Pick every line out of the entries below that holds the string "ingestion", and report them.
---
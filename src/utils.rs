use crate::capture::frame::PixelFormat;
use crate::error::ScanError;
use serde::{Deserialize, Serialize};
use tracing::info;
use v4l::{capability::Flags, video::Capture, Device, FourCC};

// Detected capture device info
#[derive(Debug, Clone, Serialize, Deserialize)]
pub struct FoundDevice {
    pub path: String,
    pub format: PixelFormat,
}

impl FoundDevice {
    pub fn new(path: String, format: PixelFormat) -> Self {
        Self { path, format }
    }

    /// Synthetic devices never touch V4L2.
    pub fn is_stub(&self) -> bool {
        self.path.starts_with("stub://")
    }
}

impl Default for FoundDevice {
    fn default() -> Self {
        Self::new("/dev/video0".into(), PixelFormat::Mjpeg)
    }
}

/// Auto-detect best capture device
pub fn auto_detect_device() -> Result<FoundDevice, ScanError> {
    use std::path::Path;

    info!("Auto-detecting capture devices...");

    for i in 0..10 {
        let path = format!("/dev/video{}", i);
        if !Path::new(&path).exists() {
            continue;
        }

        let Ok(dev) = Device::with_path(&path) else {
            continue;
        };
        let Ok(caps) = dev.query_caps() else {
            continue;
        };
        // Metadata nodes share the driver but cannot stream frames
        if !caps.capabilities.contains(Flags::VIDEO_CAPTURE) {
            continue;
        }
        let Ok(formats) = dev.enum_formats() else {
            continue;
        };

        // Scanning wants luma; prefer YUYV (free luma plane) over MJPEG
        let mut best = None;
        for fmt in formats {
            if fmt.fourcc == FourCC::new(b"YUYV") {
                best = Some(PixelFormat::Yuyv4);
                break;
            } else if fmt.fourcc == FourCC::new(b"MJPG") {
                best = Some(PixelFormat::Mjpeg);
            }
        }

        if let Some(format) = best {
            info!("Found {:?} device: {} - {}", format, path, caps.card);
            return Ok(FoundDevice { path, format });
        }
    }

    Err(ScanError::device_unavailable(
        "auto",
        "no capture device with YUYV or MJPEG output found",
    ))
}
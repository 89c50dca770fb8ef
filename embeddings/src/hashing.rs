//! Offline feature-hashing encoder.
//!
//! Maps every token of the input onto one of `dimension` buckets with a
//! signed weight, then L2-normalizes. Needs no model download and is fully
//! deterministic, which makes it the default encoder for local runs and tests.

use async_trait::async_trait;
use siphasher::sip::SipHasher13;
use std::hash::Hasher;

use crate::Embedding;
use crate::error::Result;
use crate::provider::EmbeddingProvider;
use crate::similarity::normalize;

/// Fixed keys so bucket assignment never changes between builds.
/// Changing either key changes every vector; bump [`HASHING_MODEL`] with it.
const HASH_KEY_0: u64 = 0x0123_4567_89ab_cdef;
const HASH_KEY_1: u64 = 0xfedc_ba98_7654_3210;

/// Model identity reported by [`HashingProvider`].
pub const HASHING_MODEL: &str = "feature-hash-v1";

/// Deterministic encoder based on signed feature hashing.
#[derive(Debug, Clone)]
pub struct HashingProvider {
    dimension: usize,
    model: String,
}

impl HashingProvider {
    /// Create an encoder producing vectors of `dimension` entries (at least 1).
    pub fn new(dimension: usize) -> Self {
        let dimension = dimension.max(1);
        Self {
            dimension,
            model: format!("{HASHING_MODEL}-d{dimension}"),
        }
    }

    /// Encode synchronously. Text without tokens yields the zero vector.
    pub fn encode(&self, text: &str) -> Embedding {
        let mut vector = vec![0.0f32; self.dimension];
        for token in tokenize(text) {
            let hash = hash_token(&token);
            let bucket = (hash % self.dimension as u64) as usize;
            // Top bit picks the sign so colliding tokens tend to cancel out.
            let sign = if hash >> 63 == 0 { 1.0 } else { -1.0 };
            vector[bucket] += sign;
        }
        normalize(&mut vector);
        vector
    }
}

impl Default for HashingProvider {
    fn default() -> Self {
        Self::new(crate::DEFAULT_DIMENSION)
    }
}

#[async_trait]
impl EmbeddingProvider for HashingProvider {
    fn name(&self) -> &str {
        "hashing"
    }

    fn model(&self) -> &str {
        &self.model
    }

    fn dimension(&self) -> usize {
        self.dimension
    }

    async fn embed(&self, text: &str) -> Result<Embedding> {
        Ok(self.encode(text))
    }

    async fn embed_many(&self, texts: &[String]) -> Result<Vec<Embedding>> {
        Ok(texts.iter().map(|text| self.encode(text)).collect())
    }

    fn is_available(&self) -> bool {
        true
    }
}

/// Lowercased alphanumeric runs. Unicode aware, so Hangul words are tokens too.
fn tokenize(text: &str) -> impl Iterator<Item = String> + '_ {
    text.split(|c: char| !c.is_alphanumeric())
        .filter(|token| !token.is_empty())
        .map(str::to_lowercase)
}

fn hash_token(token: &str) -> u64 {
    let mut hasher = SipHasher13::new_with_keys(HASH_KEY_0, HASH_KEY_1);
    hasher.write(token.as_bytes());
    hasher.finish()
}
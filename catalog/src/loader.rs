//! CSV ingestion for the job and course tables.
//!
//! Source exports come from spreadsheet tools in a mix of encodings, so each
//! file is decoded by trying a list of candidate encodings in order and
//! keeping the first one that decodes without malformed sequences.

use std::borrow::Cow;
use std::path::Path;

use encoding_rs::{EUC_KR, Encoding, UTF_8};
use tracing::{debug, info, warn};

use crate::course::{Corpus, Course, JobTable};
use crate::error::{CatalogError, Result};

/// Candidate encodings, in the order they are tried.
pub const DEFAULT_ENCODINGS: &[&str] = &["utf-8-sig", "utf-8", "cp949", "euc-kr"];

/// Column holding the course category.
const CATEGORY_COLUMN: usize = 1;
/// Column holding the course name (the embedded text).
const NAME_COLUMN: usize = 2;
/// Column holding the course duration.
const DURATION_COLUMN: usize = 3;

const UTF8_BOM: &[u8] = b"\xEF\xBB\xBF";

/// Decode `bytes` with the first encoding that accepts them.
///
/// Returns the text and the label that worked. `utf-8-sig` strips a leading
/// byte order mark; `cp949` and `euc-kr` both use the EUC-KR decoder, which
/// covers the CP949 extensions.
pub fn decode_with_fallback<S: AsRef<str>>(
    bytes: &[u8],
    encodings: &[S],
) -> Result<Option<(String, String)>> {
    for label in encodings {
        let label = label.as_ref();
        match decode_as(bytes, label)? {
            Some(text) => return Ok(Some((text.into_owned(), label.to_string()))),
            None => debug!("Input is not valid {label}, trying next encoding"),
        }
    }
    Ok(None)
}

fn decode_as<'a>(bytes: &'a [u8], label: &str) -> Result<Option<Cow<'a, str>>> {
    let normalized = label.trim().to_ascii_lowercase().replace('_', "-");
    let (encoding, input): (&'static Encoding, &[u8]) = match normalized.as_str() {
        "utf-8-sig" | "utf8-sig" => (UTF_8, bytes.strip_prefix(UTF8_BOM).unwrap_or(bytes)),
        "cp949" | "ms949" | "uhc" => (EUC_KR, bytes),
        other => (
            Encoding::for_label(other.as_bytes())
                .ok_or_else(|| CatalogError::UnknownEncoding(label.to_string()))?,
            bytes,
        ),
    };
    Ok(encoding.decode_without_bom_handling_and_without_replacement(input))
}

/// Read a file and decode it with the first working encoding.
fn read_decoded<S: AsRef<str>>(path: &Path, encodings: &[S]) -> Result<String> {
    let bytes = std::fs::read(path).map_err(|source| CatalogError::Io {
        path: path.to_path_buf(),
        source,
    })?;

    match decode_with_fallback(&bytes, encodings)? {
        Some((text, label)) => {
            debug!("Decoded {} as {label}", path.display());
            Ok(text)
        }
        None => {
            let tried = encodings
                .iter()
                .map(AsRef::as_ref)
                .collect::<Vec<_>>()
                .join(", ");
            warn!("Could not decode {} with any of: {tried}", path.display());
            Err(CatalogError::Decode {
                path: path.to_path_buf(),
                tried,
            })
        }
    }
}

fn csv_reader(text: &str) -> csv::Reader<&[u8]> {
    csv::ReaderBuilder::new()
        .has_headers(true)
        .flexible(true)
        .from_reader(text.as_bytes())
}

/// Load the course table.
///
/// Category, name and duration are read from columns 1, 2 and 3. Missing
/// cells become empty strings; rows are never dropped, so corpus indices
/// match row order.
pub fn load_course_table<S: AsRef<str>>(
    path: impl AsRef<Path>,
    encodings: &[S],
) -> Result<Corpus> {
    let path = path.as_ref();
    let text = read_decoded(path, encodings)?;
    let mut reader = csv_reader(&text);

    let mut courses = Vec::new();
    for record in reader.records() {
        let record = record.map_err(|source| CatalogError::Csv {
            path: path.to_path_buf(),
            source,
        })?;
        let cell = |column: usize| record.get(column).unwrap_or_default().to_string();
        courses.push(Course::new(
            cell(CATEGORY_COLUMN),
            cell(NAME_COLUMN),
            cell(DURATION_COLUMN),
        ));
    }

    if courses.is_empty() {
        return Err(CatalogError::Empty(path.to_path_buf()));
    }

    let blank = courses.iter().filter(|c| c.name.trim().is_empty()).count();
    if blank > 0 {
        warn!("{blank} courses in {} have no name", path.display());
    }

    info!("Loaded {} courses from {}", courses.len(), path.display());
    Ok(Corpus::new(courses))
}

/// Load the job table. Only its headers and row count are kept.
pub fn load_job_table<S: AsRef<str>>(
    path: impl AsRef<Path>,
    encodings: &[S],
) -> Result<JobTable> {
    let path = path.as_ref();
    let text = read_decoded(path, encodings)?;
    let mut reader = csv_reader(&text);
    let csv_error = |source| CatalogError::Csv {
        path: path.to_path_buf(),
        source,
    };

    let headers = reader
        .headers()
        .map_err(csv_error)?
        .iter()
        .map(str::to_string)
        .collect();

    let mut rows = 0;
    for record in reader.records() {
        record.map_err(csv_error)?;
        rows += 1;
    }

    info!("Loaded {rows} jobs from {}", path.display());
    Ok(JobTable { headers, rows })
}
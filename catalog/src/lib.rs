//! # Catalog
//!
//! The course catalog the recommender ranks against, and the loaders that
//! read it from CSV exports.
//!
//! - [`Course`] / [`Corpus`]: ordered, immutable course records with a
//!   content fingerprint ([`CorpusVersion`]) used as the embedding cache key
//! - [`loader`]: CSV ingestion that tries a list of text encodings in order
//!   (`utf-8-sig`, `utf-8`, `cp949`, `euc-kr` by default)

pub mod course;
pub mod error;
pub mod loader;

pub use course::{Catalog, CatalogStats, Corpus, CorpusVersion, Course, JobTable};
pub use error::{CatalogError, Result};
pub use loader::{DEFAULT_ENCODINGS, decode_with_fallback, load_course_table, load_job_table};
---
Worked solution –
//! CSV ingestion for the job and course tables.
//! - [`loader`]: CSV ingestion that tries a list of text encodings in order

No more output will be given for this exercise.